*** Opening of Extracted information ***

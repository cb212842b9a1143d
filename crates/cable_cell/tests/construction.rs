use std::f64::consts::PI;

use cable_cell::{CellError, FvmCell};
use cable_core::{CvIndex, IonKind};
use cable_morphology::{CellDescription, MechanismSpec};

const SOMA_RADIUS_UM: f64 = 9.0;

fn soma_and_cable() -> CellDescription {
    let mut cell = CellDescription::new();
    cell.add_soma(SOMA_RADIUS_UM)
        .mechanisms
        .push(MechanismSpec::new("pas"));
    cell.add_cable(0, 100.0, 1.0, 0.5, 10)
        .mechanisms
        .push(MechanismSpec::new("pas"));
    cell
}

#[test]
fn parent_index_is_a_tree_below_the_diagonal() {
    let fvm = FvmCell::new(&soma_and_cable()).expect("fvm");
    assert_eq!(fvm.size(), 11);
    let parent = fvm.parent_index();
    assert_eq!(parent[0], CvIndex(0));
    for i in 1..fvm.size() {
        assert!(parent[i].0 < i);
    }
}

#[test]
fn cv_areas_sum_to_the_analytic_surface() {
    let fvm = FvmCell::new(&soma_and_cable()).expect("fvm");
    let total: f64 = fvm.cv_areas().iter().sum();

    let soma = 4.0 * PI * SOMA_RADIUS_UM * SOMA_RADIUS_UM;
    let taper: f64 = 0.5;
    let cable = PI * (1.0 + 0.5) * (100.0_f64.powi(2) + taper * taper).sqrt();
    assert!(
        (total - (soma + cable)).abs() < 1e-9 * (soma + cable),
        "got {total}, want {}",
        soma + cable
    );
    for &area in fvm.cv_areas() {
        assert!(area > 0.0);
    }
}

#[test]
fn capacitance_is_normalized_per_area() {
    let fvm = FvmCell::new(&soma_and_cable()).expect("fvm");
    for &c in fvm.cv_capacitance() {
        assert!(c > 0.0);
        // Uniform c_m over the cell survives normalization unchanged.
        assert!((c - 0.01).abs() < 1e-12);
    }
}

#[test]
fn voltage_starts_at_rest() {
    let fvm = FvmCell::new(&soma_and_cable()).expect("fvm");
    assert_eq!(fvm.time(), 0.0);
    for &v in fvm.voltage() {
        assert_eq!(v, -65.0);
    }
}

#[test]
fn mechanism_node_indices_are_strictly_increasing() {
    let mut cell = soma_and_cable();
    cell.add_cable(0, 50.0, 0.5, 0.5, 5)
        .mechanisms
        .push(MechanismSpec::new("hh"));
    let fvm = FvmCell::new(&cell).expect("fvm");

    for mechanism in fvm.mechanisms() {
        let node_index = mechanism.node_index();
        assert!(node_index.windows(2).all(|w| w[0] < w[1]));
        assert!(node_index.iter().all(|&cv| cv.0 < fvm.size()));
    }
}

#[test]
fn ion_index_is_the_union_of_referencing_mechanisms() {
    let mut cell = CellDescription::new();
    cell.add_soma(SOMA_RADIUS_UM)
        .mechanisms
        .push(MechanismSpec::new("hh"));
    cell.add_cable(0, 100.0, 0.5, 0.5, 4);
    cell.add_cable(1, 50.0, 0.5, 0.5, 3)
        .mechanisms
        .push(MechanismSpec::new("hh"));
    let fvm = FvmCell::new(&cell).expect("fvm");

    // hh sits on the soma (CV 0) and the second cable (CVs 5..8).
    let expected = [0, 5, 6, 7].map(CvIndex);
    assert_eq!(fvm.ion(IonKind::Na).expect("na").node_index(), &expected[..]);
    assert_eq!(fvm.ion(IonKind::K).expect("k").node_index(), &expected[..]);
    assert!(fvm.ion(IonKind::Ca).is_none());
}

#[test]
fn passive_cells_carry_no_ion_state() {
    let fvm = FvmCell::new(&soma_and_cable()).expect("fvm");
    assert!(fvm.ions().is_empty());
}

#[test]
fn unknown_mechanism_names_are_fatal() {
    let mut cell = soma_and_cable();
    cell.add_cable(0, 10.0, 0.5, 0.5, 2)
        .mechanisms
        .push(MechanismSpec::new("kv7"));
    assert!(matches!(
        FvmCell::new(&cell),
        Err(CellError::UnknownMechanism { ref name, segment: 2 }) if name == "kv7"
    ));
}

#[test]
fn duplicate_mechanism_on_one_segment_is_fatal() {
    let mut cell = CellDescription::new();
    let soma = cell.add_soma(SOMA_RADIUS_UM);
    soma.mechanisms.push(MechanismSpec::new("pas"));
    soma.mechanisms.push(MechanismSpec::new("pas"));
    assert!(matches!(
        FvmCell::new(&cell),
        Err(CellError::DuplicateMechanism { segment: 0, .. })
    ));
}

#[test]
fn mechanism_parameters_apply_per_segment() {
    let mut cell = CellDescription::new();
    cell.add_soma(SOMA_RADIUS_UM)
        .mechanisms
        .push(MechanismSpec::new("pas").with("e", -70.0));
    cell.add_cable(0, 100.0, 0.5, 0.5, 10)
        .mechanisms
        .push(MechanismSpec::new("pas"));
    let mut fvm = FvmCell::new(&cell).expect("fvm");

    // The segment-specific reversal pulls the resting soma away from the
    // cable's default; a uniform cell would stay put.
    fvm.initialize();
    fvm.advance_to(5.0, 0.025).expect("advance");
    assert!(fvm.voltage()[0] < -65.0);
}
#![forbid(unsafe_code)]

//! Time-ordered queue of synaptic events.
//!
//! Events are delivered to a point-process mechanism identified by its id
//! within the cell, together with a target index inside that mechanism.
//! Equal delivery times are broken by `(mechanism, target, weight)` so that
//! runs with identical inputs pop in identical order.

use std::cmp::{Ordering, Reverse};
use std::collections::BinaryHeap;

use cable_core::{MechanismId, TargetId};

/// A synaptic event scheduled for delivery.
#[derive(Debug, Clone, Copy)]
pub struct SynapticEvent {
    /// Delivery time, ms.
    pub time: f64,
    /// Point-process mechanism within the cell.
    pub mechanism: MechanismId,
    /// Target local to the mechanism.
    pub target: TargetId,
    /// Weight handed to `net_receive`, µS.
    pub weight: f64,
}

impl PartialEq for SynapticEvent {
    fn eq(&self, other: &Self) -> bool {
        self.cmp(other) == Ordering::Equal
    }
}

impl Eq for SynapticEvent {}

impl PartialOrd for SynapticEvent {
    fn partial_cmp(&self, other: &Self) -> Option<Ordering> {
        Some(self.cmp(other))
    }
}

impl Ord for SynapticEvent {
    fn cmp(&self, other: &Self) -> Ordering {
        self.time
            .total_cmp(&other.time)
            .then_with(|| self.mechanism.cmp(&other.mechanism))
            .then_with(|| self.target.cmp(&other.target))
            .then_with(|| self.weight.total_cmp(&other.weight))
    }
}

/// Min-heap of events ordered by delivery time.
#[derive(Debug, Clone, Default)]
pub struct EventQueue {
    heap: BinaryHeap<Reverse<SynapticEvent>>,
}

impl EventQueue {
    pub fn new() -> Self {
        Self::default()
    }

    pub fn len(&self) -> usize {
        self.heap.len()
    }

    pub fn is_empty(&self) -> bool {
        self.heap.is_empty()
    }

    pub fn push(&mut self, event: SynapticEvent) {
        self.heap.push(Reverse(event));
    }

    /// Delivery time of the earliest pending event.
    pub fn next_time(&self) -> Option<f64> {
        self.heap.peek().map(|Reverse(event)| event.time)
    }

    /// Pops the earliest event if it is strictly before `t`, leaving the
    /// queue untouched otherwise.
    pub fn pop_if_before(&mut self, t: f64) -> Option<SynapticEvent> {
        match self.heap.peek() {
            Some(Reverse(event)) if event.time < t => {
                self.heap.pop().map(|Reverse(event)| event)
            }
            _ => None,
        }
    }

    pub fn reset(&mut self) {
        self.heap.clear();
    }
}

*** Close of Extracted information ***

▸ Your instructions
How many of the lines above contain the string "peek"? Give the count alone.

▸ Solution to this exercise
2